Le changement climatique n’est plus une abstraction. Il est devenu un facteur de perturbation concret, impactant directement les chaînes d’approvisionnement mondiales. Clémence Charavel, responsable des affaires institutionnelles liées à l’indicateur climat à la Banque de France, souligne la multiplication des événements extrêmes : inondations en Afrique du Sud affectant le port de Durban, canicules en Inde réduisant la production de blé, ou encore les inondations en Europe ayant désorganisé la chaîne d’approvisionnement automobile.

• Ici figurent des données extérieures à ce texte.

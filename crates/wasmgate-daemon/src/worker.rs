// Copyright (c) 2026 Joseph Verdicchio and EvidenceOS Contributors
// SPDX-License-Identifier: Apache-2.0

use std::collections::{BTreeMap, HashMap};
use std::path::PathBuf;
use std::sync::atomic::{AtomicUsize, Ordering};
use std::sync::Arc;
use std::time::Duration;

use parking_lot::Mutex;
use tokio::runtime::Handle;
use tokio::task::JoinHandle;
use tokio_util::sync::CancellationToken;
use wasmgate_broker::{Delivery, Stream};
use wasmgate_core::{
    EngineSettings, HostServices, Invocation, InvocationContext, Mount, RequestEnvelope,
    ResponseEnvelope, SandboxEngine, SandboxError,
};

use crate::audit::{audit_key, AuditRecord, AuditSigner};
use crate::crash::{CrashRecorder, CrashSnapshot};
use crate::telemetry::Telemetry;
use crate::tenant::TenantManager;

/// Delivery attempts before a job is dead-lettered.
pub const MAX_RETRIES: u32 = 5;

/// Everything a worker needs, shared across all tenants' pools.
pub struct WorkerShared {
    pub module_bytes: Vec<u8>,
    pub artifact_path: PathBuf,
    pub engine_settings: EngineSettings,
    pub services: Arc<HostServices>,
    pub tenants: Arc<TenantManager>,
    pub audit: AuditSigner,
    pub crashes: CrashRecorder,
    pub telemetry: Telemetry,
    pub timeout: Duration,
    pub backoff_unit: Duration,
    pub argv: Vec<String>,
    pub env: BTreeMap<String, String>,
    pub mounts: Vec<Mount>,
    pub pool_size: Arc<AtomicUsize>,
}

struct TenantWorkers {
    cancel: CancellationToken,
    handles: Vec<JoinHandle<()>>,
}

/// Lazily started per-tenant subscriber pools. Every worker owns its own
/// compiled engine; the shared stream ready-queue load-balances them.
pub struct WorkerPool {
    shared: Arc<WorkerShared>,
    runtime: Handle,
    running: Mutex<HashMap<String, TenantWorkers>>,
}

impl WorkerPool {
    pub fn new(shared: Arc<WorkerShared>, runtime: Handle) -> Arc<Self> {
        Arc::new(Self {
            shared,
            runtime,
            running: Mutex::new(HashMap::new()),
        })
    }

    pub fn pool_size(&self) -> usize {
        self.shared.pool_size.load(Ordering::Relaxed)
    }

    pub fn set_pool_size(&self, size: usize) -> usize {
        self.shared.pool_size.swap(size, Ordering::Relaxed)
    }

    /// Starts the tenant's subscribers if none are running. Idempotent; a
    /// pool size of zero leaves the tenant's queue untouched.
    pub fn ensure_started(&self, tenant: &str) {
        let mut running = self.running.lock();
        if running.contains_key(tenant) {
            return;
        }
        let size = self.pool_size();
        let cancel = CancellationToken::new();
        let mut handles = Vec::with_capacity(size);
        for worker_id in 0..size {
            let shared = self.shared.clone();
            let tenant = tenant.to_string();
            let cancel = cancel.clone();
            handles.push(self.runtime.spawn(async move {
                run_worker(shared, tenant, worker_id, cancel).await;
            }));
        }
        tracing::info!(tenant, workers = size, "tenant worker pool started");
        running.insert(tenant.to_string(), TenantWorkers { cancel, handles });
    }

    /// Drains one tenant: stop pulling, finish in-flight work, forget the
    /// pool so the lazy-start machinery can rebuild it.
    pub async fn drain_tenant(&self, tenant: &str) {
        let entry = self.running.lock().remove(tenant);
        if let Some(entry) = entry {
            entry.cancel.cancel();
            for handle in entry.handles {
                let _ = handle.await;
            }
            tracing::info!(tenant, "tenant workers drained");
        }
    }

    /// Hot reload: drain every tenant's subscribers. Fresh pools spin up
    /// on demand with the current pool size.
    pub async fn drain_all(&self) {
        let drained: Vec<(String, TenantWorkers)> = self.running.lock().drain().collect();
        if drained.is_empty() {
            return;
        }
        tracing::info!("hot reload initiated: recycling tenant workers");
        for (tenant, entry) in drained {
            entry.cancel.cancel();
            for handle in entry.handles {
                let _ = handle.await;
            }
            tracing::debug!(tenant, "workers drained");
        }
        tracing::info!("hot reload complete; workers will spin up on demand");
    }

    pub fn running_tenants(&self) -> Vec<String> {
        let mut tenants: Vec<String> = self.running.lock().keys().cloned().collect();
        tenants.sort();
        tenants
    }
}

async fn run_worker(
    shared: Arc<WorkerShared>,
    tenant: String,
    worker_id: usize,
    cancel: CancellationToken,
) {
    let engine = match SandboxEngine::new(
        &shared.module_bytes,
        shared.engine_settings.clone(),
        shared.services.clone(),
    ) {
        Ok(engine) => Arc::new(engine),
        Err(err) => {
            tracing::error!(tenant, worker_id, error = %err, "failed to build worker sandbox engine");
            return;
        }
    };
    let stream = match shared.tenants.stream(&tenant) {
        Ok(stream) => stream,
        Err(err) => {
            tracing::error!(tenant, worker_id, error = %err, "failed to bind tenant stream");
            return;
        }
    };

    loop {
        tokio::select! {
            _ = cancel.cancelled() => break,
            delivery = stream.next() => {
                process_delivery(&shared, &tenant, engine.clone(), &stream, delivery).await;
            }
        }
    }
}

fn invocation_for(shared: &WorkerShared, body: &[u8], deadline: Duration) -> Invocation {
    let context = match RequestEnvelope::from_json(body) {
        Ok(request) if request.method == "ASYNC" => InvocationContext::Background {
            payload: request.body,
        },
        Ok(request) => InvocationContext::Http { request },
        Err(_) => InvocationContext::Background {
            payload: String::from_utf8_lossy(body).into_owned(),
        },
    };
    Invocation {
        stdin: body.to_vec(),
        argv: shared.argv.clone(),
        env: shared.env.clone(),
        mounts: shared.mounts.clone(),
        deadline,
        context,
    }
}

async fn process_delivery(
    shared: &Arc<WorkerShared>,
    tenant: &str,
    engine: Arc<SandboxEngine>,
    stream: &Arc<Stream>,
    delivery: Delivery,
) {
    stream.in_progress(delivery.seq);
    let seq = delivery.seq;
    let attempt = delivery.delivered;

    let invocation = invocation_for(shared, &delivery.body, shared.timeout);
    shared.telemetry.sandbox_started();
    let outcome = {
        let engine = engine.clone();
        tokio::task::spawn_blocking(move || engine.run(invocation)).await
    };
    shared.telemetry.sandbox_finished();

    let outcome = match outcome {
        Ok(outcome) => outcome,
        Err(join_err) => {
            tracing::error!(tenant, seq, error = %join_err, "sandbox task aborted");
            shared.telemetry.job_failed(tenant);
            stream.nak_with_delay(seq, shared.backoff_unit * attempt);
            return;
        }
    };

    match outcome {
        Ok(output) => {
            let stdout = String::from_utf8_lossy(&output.stdout).trim().to_string();
            let stderr = String::from_utf8_lossy(&output.stderr).trim().to_string();
            match ResponseEnvelope::from_json(stdout.as_bytes()) {
                Ok(response) => {
                    tracing::info!(tenant, seq, status = response.status, "guest response");
                }
                Err(_) if !stdout.is_empty() => {
                    tracing::debug!(tenant, seq, "guest emitted non-protocol output");
                }
                Err(_) => {}
            }
            if !stdout.is_empty() {
                tracing::info!(tenant, seq, stdout = %stdout, "tenant worker output");
            }
            if !stderr.is_empty() {
                tracing::info!(tenant, seq, stderr = %stderr, "tenant worker log");
            }

            write_audit_record(shared, tenant, seq, &stdout, &stderr);

            shared.telemetry.job_succeeded(tenant);
            if let Err(err) = stream.ack(seq) {
                tracing::warn!(tenant, seq, error = %err, "failed to ack job");
            }
        }
        Err(failure) => {
            let error_text = format!("wasm execution failed: {failure}");
            if failure.error.is_resource_exhausted() {
                tracing::warn!(tenant, seq, attempt, error = %failure.error, "job hit a resource bound");
            } else if let SandboxError::Trap(ref reason) = failure.error {
                tracing::warn!(tenant, seq, attempt, reason = %reason, "job trapped");
            }

            if attempt >= MAX_RETRIES {
                let snapshot = CrashSnapshot::new(
                    error_text,
                    &delivery.body,
                    shared.env.clone(),
                    shared.artifact_path.clone(),
                );
                shared.crashes.record(tenant, seq, &snapshot);
                shared.telemetry.job_dead_lettered(tenant);
                // Poison-message removal: the retry budget is spent.
                if let Err(err) = stream.ack(seq) {
                    tracing::warn!(tenant, seq, error = %err, "failed to ack dead-lettered job");
                }
            } else {
                shared.telemetry.job_failed(tenant);
                stream.nak_with_delay(seq, shared.backoff_unit * attempt);
            }
        }
    }
}

fn write_audit_record(shared: &Arc<WorkerShared>, tenant: &str, seq: u64, stdout: &str, stderr: &str) {
    let kv = match shared.tenants.ensure(tenant) {
        Ok(kv) => kv,
        Err(err) => {
            tracing::error!(tenant, seq, error = %err, "tenant state bucket unavailable; audit skipped");
            return;
        }
    };
    let timestamp = chrono::Utc::now().to_rfc3339_opts(chrono::SecondsFormat::Secs, true);
    let signature = shared.audit.sign(tenant, seq, stdout, stderr, &timestamp);
    let record = AuditRecord {
        job_id: seq,
        timestamp,
        signature: signature.clone(),
        status: "success".to_string(),
    };
    let body = match serde_json::to_vec(&record) {
        Ok(body) => body,
        Err(err) => {
            tracing::error!(tenant, seq, error = %err, "failed to encode audit record");
            return;
        }
    };
    match kv.put(&audit_key(seq), &body) {
        Ok(_) => {
            let preview = signature.get(..16).unwrap_or(&signature);
            tracing::info!(tenant, key = %audit_key(seq), signature = %format!("{preview}..."), "signed audit record saved");
        }
        Err(err) => {
            tracing::error!(tenant, seq, error = %err, "failed to persist audit record");
        }
    }
}

#[cfg(test)]
mod tests {
    use super::*;

    fn shared_for_tests() -> WorkerShared {
        let dir = tempfile::tempdir().unwrap();
        let broker = wasmgate_broker::Broker::open(dir.path()).unwrap();
        WorkerShared {
            module_bytes: Vec::new(),
            artifact_path: PathBuf::from("fn.wasm"),
            engine_settings: EngineSettings::default(),
            services: HostServices::detached(),
            tenants: Arc::new(TenantManager::new(broker, 1, Duration::from_secs(30), 6)),
            audit: AuditSigner::new("test"),
            crashes: CrashRecorder::new(dir.path().join("crashes"), true),
            telemetry: Telemetry::new(),
            timeout: Duration::from_secs(1),
            backoff_unit: Duration::from_millis(10),
            argv: Vec::new(),
            env: BTreeMap::new(),
            mounts: Vec::new(),
            pool_size: Arc::new(AtomicUsize::new(2)),
        }
    }

    #[test]
    fn http_envelopes_keep_their_request_context() {
        let shared = shared_for_tests();
        let body = br#"{"method":"POST","uri":"/x","headers":{},"body":"hi"}"#;
        let invocation = invocation_for(&shared, body, Duration::from_secs(1));
        match invocation.context {
            InvocationContext::Http { request } => {
                assert_eq!(request.method, "POST");
                assert_eq!(request.body, "hi");
            }
            other => panic!("expected http context, got {}", other.kind()),
        }
    }

    #[test]
    fn async_envelopes_become_background_context() {
        let shared = shared_for_tests();
        let body =
            br#"{"method":"ASYNC","uri":"internal://async/job","headers":{},"body":"{\"k\":1}"}"#;
        let invocation = invocation_for(&shared, body, Duration::from_secs(1));
        match invocation.context {
            InvocationContext::Background { payload } => assert_eq!(payload, "{\"k\":1}"),
            other => panic!("expected background context, got {}", other.kind()),
        }
    }

    #[test]
    fn malformed_bodies_still_run_as_background() {
        let shared = shared_for_tests();
        let invocation = invocation_for(&shared, b"raw bytes", Duration::from_secs(1));
        assert!(matches!(invocation.context, InvocationContext::Background { .. }));
        assert_eq!(invocation.stdin, b"raw bytes");
    }
}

Face à ce constat, la Banque de France propose un outil gratuit de cartographie de l’exposition des entreprises aux aléas climatiques, accessible via l’espace dirigeant. Cet outil, basé sur les projections de Météo France, permet d’évaluer les risques sur chaque site de l’entreprise, selon trois niveaux de réchauffement (2°C, 2,7°C, 4°C) et à différents horizons (2032, 2050, 2100).
Au-delà de la visualisation, un score de criticité est attribué à chaque site en fonction de la gravité des risques, facilitant la priorisation des actions. Un outil simple mais puissant, pensé pour servir de socle commun entre dirigeants, pouvoirs publics et assureurs.
Selon Clémence Charavel, intégrer les risques climatiques dans la stratégie d’achat, de localisation ou de logistique n’est plus un avantage compétitif : c’est une nécessité vitale pour la résilience. Cela pousse à innover, à mieux dialoguer avec les territoires et à bénéficier de soutiens techniques ou financiers pour l’adaptation.